The study addresses how non-Hermitian features of open quantum systems, specifically Liouvillian exceptional points, influence thermodynamic cycles. By implementing closed parametric loops near an LEP in a trapped-ion qubit, the authors observe chiral state transfer where the loop direction alone determines the final state. This establishes a direct connection between chirality in non-Hermitian dynamics and operational modes of quantum heat engines and refrigerators. The findings show that even without enclosing an LEP, the Riemann-surface structure of the Liouvillian spectrum and the associated breakdown of adiabaticity lead to asymmetric mode conversion, with Landau-Zener-Stückelberg phases playing a decisive role. Consequently, CW and CCW loops realize QHE and QR behaviors (positive and negative network), respectively. This demonstrates that LEP-related topology and non-adiabatic dynamics can be harnessed to engineer thermodynamic functionality in quantum devices. The results provide experimental evidence bridging non-Hermitian physics, chirality, and quantum thermodynamics, reinforcing predictions that LEPs can optimize QHE performance and impart topological characteristics.
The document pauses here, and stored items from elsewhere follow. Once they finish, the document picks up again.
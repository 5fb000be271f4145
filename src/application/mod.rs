//! Application layer - Queries and Handlers.
//!
//! This layer orchestrates domain operations. Every operation is a read-only
//! query; nothing is persisted.

pub mod handlers;

pub use handlers::{
    AssessWellnessHandler, AssessWellnessQuery, AssessWellnessResult, ListDietCatalogHandler,
    ListDietCatalogQuery, ListDietCatalogResult, SuggestDietsHandler, SuggestDietsQuery,
    SuggestDietsResult,
};
//! # edgequake-md2docx
//!
//! Compile OCR-derived Markdown into accessible Word (DOCX) documents.
//!
//! ## Why this crate?
//!
//! OCR services such as Mistral OCR turn scanned papers into Markdown that
//! reads fine on screen but makes a poor accessible document: heading levels
//! skip, lists are fragmented, tables have no header row, images have
//! placeholder alt text and the first page's author block reads across
//! columns. This crate repairs that structure and writes it using the
//! format's own accessibility markup, so screen readers and Word's
//! accessibility checker understand the result.
//!
//! ## Pipeline Overview
//!
//! ```text
//! Markdown
//!  │
//!  ├─ 1. Clean      OCR artefacts: invisible chars, &amp;, inline LaTeX
//!  ├─ 2. Parse      headings, lists, tables, images, page markers
//!  ├─ 3. Normalise  heading gaps, list grouping, author grid, page breaks
//!  ├─ 4. Alt text   captions, "Figure N:" lines, or a vision LLM
//!  ├─ 5. Emit       WordprocessingML with tblHeader, descr, decorative
//!  └─ 6. Package    in-memory zip, atomically written to disk
//! ```
//!
//! ## Quick Start
//!
//! ```rust,no_run
//! use edgequake_md2docx::{convert_to_file, ConversionConfig};
//!
//! fn main() -> Result<(), Box<dyn std::error::Error>> {
//!     // No synthesizer: caption-less images get "Image on page N".
//!     let config = ConversionConfig::default();
//!     let output = convert_to_file("paper.md", "paper.docx", &config)?;
//!     for warning in &output.warnings {
//!         eprintln!("warning: {warning}");
//!     }
//!     Ok(())
//! }
//! ```
//!
//! With a vision model for alt text (reads `MISTRAL_API_KEY`,
//! `OPENAI_API_KEY`, …):
//!
//! ```rust,no_run
//! use edgequake_md2docx::{convert, AltTextOptions, ConversionConfig, VisionAltText};
//! use std::sync::Arc;
//!
//! # fn main() -> Result<(), Box<dyn std::error::Error>> {
//! let vision = VisionAltText::from_env(AltTextOptions::default())?;
//! let config = ConversionConfig::builder().alt_text(Arc::new(vision)).build()?;
//! let output = convert("paper.md", &config)?;
//! println!("{} images described", output.stats.synthesized_alt);
//! # Ok(())
//! # }
//! ```
//!
//! ## Feature Flags
//!
//! | Feature | Default | Description |
//! |---------|---------|-------------|
//! | `cli`   | on      | Enables the `md2docx` binary (clap + anyhow + tracing-subscriber + indicatif + dotenvy) |
//!
//! Disable `cli` when using only the library:
//! ```toml
//! edgequake-md2docx = { version = "0.1", default-features = false }
//! ```

// ── Modules ──────────────────────────────────────────────────────────────

pub mod config;
pub mod convert;
pub mod error;
pub mod model;
pub mod output;
pub mod pipeline;
pub mod prompts;
pub mod styles;

// ── Re-exports ───────────────────────────────────────────────────────────

pub use config::{ConversionConfig, ConversionConfigBuilder, DEFAULT_ALT_MODEL};
pub use convert::{compile_markdown, convert, convert_to_file, default_output_path};
pub use error::{ConversionWarning, Md2DocxError};
pub use model::{AltText, DocumentNode, ImageRef, TableBlock};
pub use output::{ConversionOutput, ConversionReport, ConversionStats, ConversionStatus};
pub use pipeline::alt_text::{AltTextRequest, AltTextSynthesizer, SynthesisError};
pub use pipeline::llm::{AltTextOptions, VisionAltText};
pub use styles::StyleMapping;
The work demonstrates chiral quantum heating and cooling in a single trapped-ion platform by executing closed parametric loops near a Liouvillian exceptional point without encircling it. The loop direction dictates the final state independent of the initial state, enabling QHE (positive net work) or QR (negative net work) behavior. The essential mechanisms are adiabaticity breakdown and Landau-Zener-Stückelberg interference governed by the non-Hermitian Liouvillian landscape. These observations deepen understanding of chiral and topological features in non-Hermitian open quantum systems and open opportunities to explore the interplay between chirality and quantum thermodynamics. Potential future directions include direct encirclement of LEPs, systematic mapping of chiral thermodynamic responses versus loop geometry and speed, extension to multi-level/multi-qubit systems, and leveraging LEP topology for optimized quantum thermal machines.